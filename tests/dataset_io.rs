use neon_tokyo::{Column, Dataset, NeonError, Value};
use std::fs;

#[test]
fn csv_file_is_loaded_with_typed_cells() {
    let dir = tempfile::tempdir().unwrap();
    let path = dir.path().join("sales.csv");
    fs::write(&path, "region,units,price\nNorth,12,3.5\nSouth,,4\nEast,7,NA\n").unwrap();

    let ds = Dataset::from_csv_path(&path).unwrap();
    assert_eq!(ds.len(), 3);
    assert_eq!(ds.column_names(), vec!["region", "units", "price"]);
    assert_eq!(ds.numeric("units").unwrap(), vec![Some(12.0), None, Some(7.0)]);
    assert_eq!(ds.numeric("price").unwrap(), vec![Some(3.5), Some(4.0), None]);
    assert_eq!(ds.numeric_columns(), vec!["units", "price"]);
}

#[test]
fn unreadable_csv_names_the_file() {
    let dir = tempfile::tempdir().unwrap();
    let path = dir.path().join("absent.csv");
    let err = Dataset::from_csv_path(&path).unwrap_err();
    assert!(format!("{err:#}").contains("absent.csv"));
}

#[test]
fn ragged_csv_rows_are_rejected() {
    let dir = tempfile::tempdir().unwrap();
    let path = dir.path().join("ragged.csv");
    fs::write(&path, "a,b\n1,2\n3\n").unwrap();
    assert!(Dataset::from_csv_path(&path).is_err());
}

#[test]
fn json_records_fill_absent_keys_as_missing() {
    let json = r#"[
        {"species": "Adelie", "mass": 3750},
        {"species": "Gentoo", "mass": null},
        {"species": "Chinstrap"}
    ]"#;
    let ds = Dataset::from_json_records(json).unwrap();
    assert_eq!(ds.len(), 3);
    assert_eq!(ds.numeric("mass").unwrap(), vec![Some(3750.0), None, None]);
    assert_eq!(ds.value("species", 2).unwrap(), &Value::Text("Chinstrap".into()));
}

#[test]
fn missing_and_text_columns_are_typed_errors() {
    let ds = Dataset::from_columns(vec![
        Column::text("name", ["a", "b"]),
        Column::numeric("score", [1.0, 2.0]),
    ])
    .unwrap();

    match ds.numeric("nope") {
        Err(NeonError::MissingColumn(c)) => assert_eq!(c, "nope"),
        other => panic!("unexpected {other:?}"),
    }
    match ds.numeric("name") {
        Err(NeonError::NotNumeric { column, row, value }) => {
            assert_eq!((column.as_str(), row, value.as_str()), ("name", 0, "a"));
        }
        other => panic!("unexpected {other:?}"),
    }
}

#[test]
fn columns_of_different_length_are_rejected() {
    let err = Dataset::from_columns(vec![
        Column::numeric("x", [1.0, 2.0, 3.0]),
        Column::numeric("y", [1.0]),
    ])
    .unwrap_err();
    assert!(matches!(
        err.downcast_ref::<NeonError>(),
        Some(NeonError::RaggedColumns { expected: 3, found: 1, .. })
    ));
}

#[test]
fn grouped_values_keep_first_seen_category_order() {
    let ds = Dataset::from_columns(vec![
        Column::text("day", ["Sat", "Thu", "Sat", "Fri", "Thu"]),
        Column::numeric("tip", [3.0, 1.0, 4.0, 2.0, 5.0]),
    ])
    .unwrap();
    let groups = ds.grouped_values("tip", "day").unwrap();
    let labels: Vec<&str> = groups.iter().map(|s| s.label.as_str()).collect();
    assert_eq!(labels, vec!["Sat", "Thu", "Fri"]);
    assert_eq!(groups[0].values, vec![3.0, 4.0]);
    assert_eq!(groups[1].values, vec![1.0, 5.0]);
}
//! Box plots of labeled series, and the box-plus-points variant.

use anyhow::Result;
use plotters::coord::Shift;
use plotters::prelude::*;
use std::path::Path;

use super::ChartText;
use crate::annotation;
use crate::dataset::Series;
use crate::error::{NeonError, draw_err};
use crate::stats::BoxStats;
use crate::theme::{MarkerShape, PAPER, Palette, Rgb8, Theme};
use crate::viz::axes::{self, Axes2d, AxesSpec, extent, padded_range};
use crate::viz::legend::{self, Glyph, LegendItem};
use crate::viz::markers::{draw_marker, radius_for_area};
use crate::viz::{self, Chart};

/// Box face opacity, `0x60` of `0xFF`.
const FACE_ALPHA: f64 = 96.0 / 255.0;

#[derive(Clone, Debug, PartialEq)]
pub struct BoxOptions {
    /// No title is drawn unless one is given; axis names default to empty.
    pub text: ChartText,
    /// Overrides the series labels by position.
    pub labels: Option<Vec<String>>,
    /// Whisker reach in multiples of the IQR.
    pub whis: f64,
    pub notch: bool,
    pub show_means: bool,
    pub show_fliers: bool,
    pub widths: f64,
    /// `None` uses the eight-color palette.
    pub palette: Option<Palette>,
}

impl Default for BoxOptions {
    fn default() -> Self {
        Self {
            text: ChartText::default(),
            labels: None,
            whis: 1.5,
            notch: false,
            show_means: false,
            show_fliers: true,
            widths: 0.5,
            palette: None,
        }
    }
}

#[derive(Clone, Debug, PartialEq)]
pub struct ScatterboxOptions {
    pub boxes: BoxOptions,
    /// List every series in a legend panel.
    pub legend: bool,
    /// Point marker area.
    pub s: f64,
    pub alpha: f64,
}

impl Default for ScatterboxOptions {
    fn default() -> Self {
        Self {
            boxes: BoxOptions {
                show_fliers: false,
                ..BoxOptions::default()
            },
            legend: false,
            s: 30.0,
            alpha: 0.7,
        }
    }
}

#[derive(Clone, Debug, PartialEq)]
pub struct BoxEntry {
    pub label: String,
    pub position: f64,
    pub color: Rgb8,
    pub stats: BoxStats,
    pub values: Vec<f64>,
}

pub struct BoxPlot<'a> {
    theme: &'a Theme,
    opts: BoxOptions,
    entries: Vec<BoxEntry>,
    labels: Vec<String>,
    /// Points, and their legend flag, for the scatterbox variant.
    points: Option<(bool, f64, f64)>,
}

impl<'a> BoxPlot<'a> {
    /// Series without finite values are skipped; their slot stays empty.
    pub fn new(series: &[Series], opts: BoxOptions, theme: &'a Theme) -> Result<Self> {
        let palette = opts.palette.clone().unwrap_or_else(Palette::neon_extended);
        let mut entries = Vec::with_capacity(series.len());
        let mut labels = Vec::with_capacity(series.len());
        for (i, s) in series.iter().enumerate() {
            let label = opts
                .labels
                .as_ref()
                .and_then(|l| l.get(i).cloned())
                .unwrap_or_else(|| s.label.clone());
            let values: Vec<f64> = s.values.iter().copied().filter(|v| v.is_finite()).collect();
            labels.push(label.clone());
            let Some(stats) = BoxStats::compute(&values, opts.whis) else {
                log::debug!("box {label:?} has no values, skipped");
                continue;
            };
            entries.push(BoxEntry {
                label,
                position: i as f64,
                color: palette.pick(i),
                stats,
                values,
            });
        }
        if entries.is_empty() {
            return Err(NeonError::EmptyData.into());
        }
        Ok(Self {
            theme,
            opts,
            entries,
            labels,
            points: None,
        })
    }

    pub fn scatterbox(series: &[Series], opts: ScatterboxOptions, theme: &'a Theme) -> Result<Self> {
        let mut chart = Self::new(series, opts.boxes, theme)?;
        chart.points = Some((opts.legend, opts.s, opts.alpha));
        Ok(chart)
    }

    pub fn boxes(&self) -> &[BoxEntry] {
        &self.entries
    }

    /// Category labels, one per input series, including those without a box.
    pub fn labels(&self) -> &[String] {
        &self.labels
    }

    pub fn legend_items(&self) -> Vec<LegendItem> {
        match self.points {
            Some((true, _, _)) => self
                .entries
                .iter()
                .map(|e| LegendItem::new(e.label.clone(), e.color, Glyph::Patch))
                .collect(),
            _ => Vec::new(),
        }
    }

    pub fn y_range(&self) -> std::ops::Range<f64> {
        let show_points = self.points.is_some();
        let values = self.entries.iter().flat_map(|e| {
            let s = &e.stats;
            let mut v = vec![s.whisker_low, s.whisker_high];
            if self.opts.show_fliers {
                v.extend(&s.fliers);
            }
            if self.opts.notch {
                v.extend([s.notch_low, s.notch_high]);
            }
            if show_points {
                v.extend(&e.values);
            }
            v
        });
        match extent(values) {
            Some((lo, hi)) => padded_range(lo, hi, 0.05),
            None => 0.0..1.0,
        }
    }

    fn box_outline(&self, e: &BoxEntry) -> Vec<(f64, f64)> {
        let hw = self.opts.widths / 2.0;
        let (x, s) = (e.position, &e.stats);
        if self.opts.notch {
            vec![
                (x - hw, s.q1),
                (x + hw, s.q1),
                (x + hw, s.notch_low),
                (x + hw / 2.0, s.median),
                (x + hw, s.notch_high),
                (x + hw, s.q3),
                (x - hw, s.q3),
                (x - hw, s.notch_high),
                (x - hw / 2.0, s.median),
                (x - hw, s.notch_low),
                (x - hw, s.q1),
            ]
        } else {
            vec![
                (x - hw, s.q1),
                (x + hw, s.q1),
                (x + hw, s.q3),
                (x - hw, s.q3),
                (x - hw, s.q1),
            ]
        }
    }

    fn draw_box<DB: DrawingBackend>(&self, chart: &mut Axes2d<'_, DB>, e: &BoxEntry) -> Result<()> {
        let hw = self.opts.widths / 2.0;
        let (x, s) = (e.position, &e.stats);
        let edge = e.color.rgb().stroke_width(2);
        let outline = self.box_outline(e);

        chart
            .draw_series(std::iter::once(Polygon::new(outline.clone(), e.color.with_alpha(FACE_ALPHA).filled())))
            .map_err(draw_err)?;
        chart
            .draw_series(std::iter::once(PathElement::new(outline, edge)))
            .map_err(draw_err)?;

        let median_hw = if self.opts.notch { hw / 2.0 } else { hw };
        let whiskers = [
            vec![(x, s.q1), (x, s.whisker_low)],
            vec![(x, s.q3), (x, s.whisker_high)],
            vec![(x - hw / 2.0, s.whisker_low), (x + hw / 2.0, s.whisker_low)],
            vec![(x - hw / 2.0, s.whisker_high), (x + hw / 2.0, s.whisker_high)],
        ];
        chart
            .draw_series(whiskers.into_iter().map(|p| PathElement::new(p, edge)))
            .map_err(draw_err)?;
        chart
            .draw_series(std::iter::once(PathElement::new(
                vec![(x - median_hw, s.median), (x + median_hw, s.median)],
                PAPER.rgb().stroke_width(2),
            )))
            .map_err(draw_err)?;

        if self.opts.show_fliers {
            let ring = e.color.rgb().stroke_width(1);
            chart
                .draw_series(s.fliers.iter().map(|&v| Circle::new((x, v), 4, ring)))
                .map_err(draw_err)?;
        }
        if self.opts.show_means {
            draw_marker(chart.plotting_area(), (x, s.mean), 5, PAPER.rgb().filled(), MarkerShape::Triangle)?;
        }
        Ok(())
    }
}

impl Chart for BoxPlot<'_> {
    fn theme(&self) -> &Theme {
        self.theme
    }

    fn draw<DB: DrawingBackend>(&self, canvas: &DrawingArea<DB, Shift>, family: FontFamily<'_>) -> Result<()> {
        let items = self.legend_items();
        let (plot, legend_area) = legend::split_for_legend(canvas, &items);

        let labels = self.labels();
        let x_desc = self.opts.text.x_name.clone().unwrap_or_default();
        let y_desc = self.opts.text.y_name.clone().unwrap_or_default();
        let n = labels.len() as f64;
        let mut spec = AxesSpec::new(-0.5..(n - 0.5), self.y_range());
        spec.title = self.opts.text.title.as_deref();
        spec.x_desc = &x_desc;
        spec.y_desc = &y_desc;
        spec.x_categories = Some(labels);
        let mut chart = axes::build(&plot, self.theme, family, &spec)?;

        for e in &self.entries {
            self.draw_box(&mut chart, e)?;
        }
        if let Some((_, s, alpha)) = self.points {
            let r = radius_for_area(s);
            for e in &self.entries {
                let style = e.color.with_alpha(alpha).filled();
                chart
                    .draw_series(e.values.iter().map(|&v| Circle::new((e.position, v), r, style)))
                    .map_err(draw_err)?;
            }
        }

        let note = self.opts.text.annotation(1.1, -0.2, annotation::NARROW);
        viz::finish_axes(
            canvas,
            &chart,
            self.theme,
            family,
            &spec,
            legend_area.as_ref().map(|a| (a, items.as_slice())),
            &note,
        )
    }
}

pub fn boxplot<P: AsRef<Path>>(series: &[Series], opts: BoxOptions, theme: &Theme, out: P) -> Result<()> {
    let chart = BoxPlot::new(series, opts, theme)?;
    viz::render(&chart, out)
}

pub fn scatterbox<P: AsRef<Path>>(
    series: &[Series],
    opts: ScatterboxOptions,
    theme: &Theme,
    out: P,
) -> Result<()> {
    let chart = BoxPlot::scatterbox(series, opts, theme)?;
    viz::render(&chart, out)
}

#[cfg(test)]
mod tests {
    use super::*;

    fn series() -> Vec<Series> {
        vec![
            Series::new("a", vec![1.0, 2.0, 3.0, 4.0, 5.0, 40.0]),
            Series::new("empty", vec![f64::NAN]),
            Series::new("c", vec![10.0, 11.0, 12.0]),
        ]
    }

    #[test]
    fn empty_series_keep_their_slot() {
        let t = Theme::default();
        let b = BoxPlot::new(&series(), BoxOptions::default(), &t).unwrap();
        assert_eq!(b.boxes().len(), 2);
        assert_eq!(b.labels(), ["a", "empty", "c"]);
        assert_eq!(b.boxes()[1].color, Palette::neon_extended().pick(2));
        assert_eq!(b.boxes()[0].stats.fliers, vec![40.0]);
        assert!(b.legend_items().is_empty());
    }

    #[test]
    fn trailing_empty_series_keeps_a_slot() {
        let t = Theme::default();
        let mut s = series();
        s[1] = Series::new("mid", vec![f64::NAN]);
        s.push(Series::new("tail", vec![]));
        let b = BoxPlot::new(&s, BoxOptions::default(), &t).unwrap();
        assert_eq!(b.labels(), ["a", "mid", "c", "tail"]);
        let positions: Vec<f64> = b.boxes().iter().map(|e| e.position).collect();
        assert_eq!(positions, [0.0, 2.0]);
    }

    #[test]
    fn labels_override_series_names() {
        let t = Theme::default();
        let opts = BoxOptions {
            labels: Some(vec!["first".into()]),
            ..BoxOptions::default()
        };
        let b = BoxPlot::new(&series(), opts, &t).unwrap();
        assert_eq!(b.labels(), ["first", "empty", "c"]);
    }

    #[test]
    fn hidden_fliers_shrink_the_range() {
        let t = Theme::default();
        let with = BoxPlot::new(&series(), BoxOptions::default(), &t).unwrap();
        let opts = BoxOptions {
            show_fliers: false,
            ..BoxOptions::default()
        };
        let without = BoxPlot::new(&series(), opts, &t).unwrap();
        assert!(with.y_range().end > 40.0);
        assert!(without.y_range().end < 40.0);
    }

    #[test]
    fn scatterbox_legend_lists_series() {
        let t = Theme::default();
        let opts = ScatterboxOptions {
            legend: true,
            ..ScatterboxOptions::default()
        };
        let b = BoxPlot::scatterbox(&series(), opts, &t).unwrap();
        let items = b.legend_items();
        assert_eq!(items.len(), 2);
        assert_eq!(items[1].label, "c");
        // points are part of the range even with fliers hidden
        assert!(b.y_range().end > 40.0);
    }

    #[test]
    fn all_empty_is_an_error() {
        let t = Theme::default();
        let r = BoxPlot::new(&[Series::new("x", vec![])], BoxOptions::default(), &t);
        assert!(r.is_err());
    }
}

> _AIM OF THE EXERCISE_
From the listing above, copy every line that includes the word "style".

> _SOLUTION FOR THIS EXERCISE_
                let style = e.color.with_alpha(alpha).filled();
                    .draw_series(e.values.iter().map(|&v| Circle::new((e.position, v), r, style)))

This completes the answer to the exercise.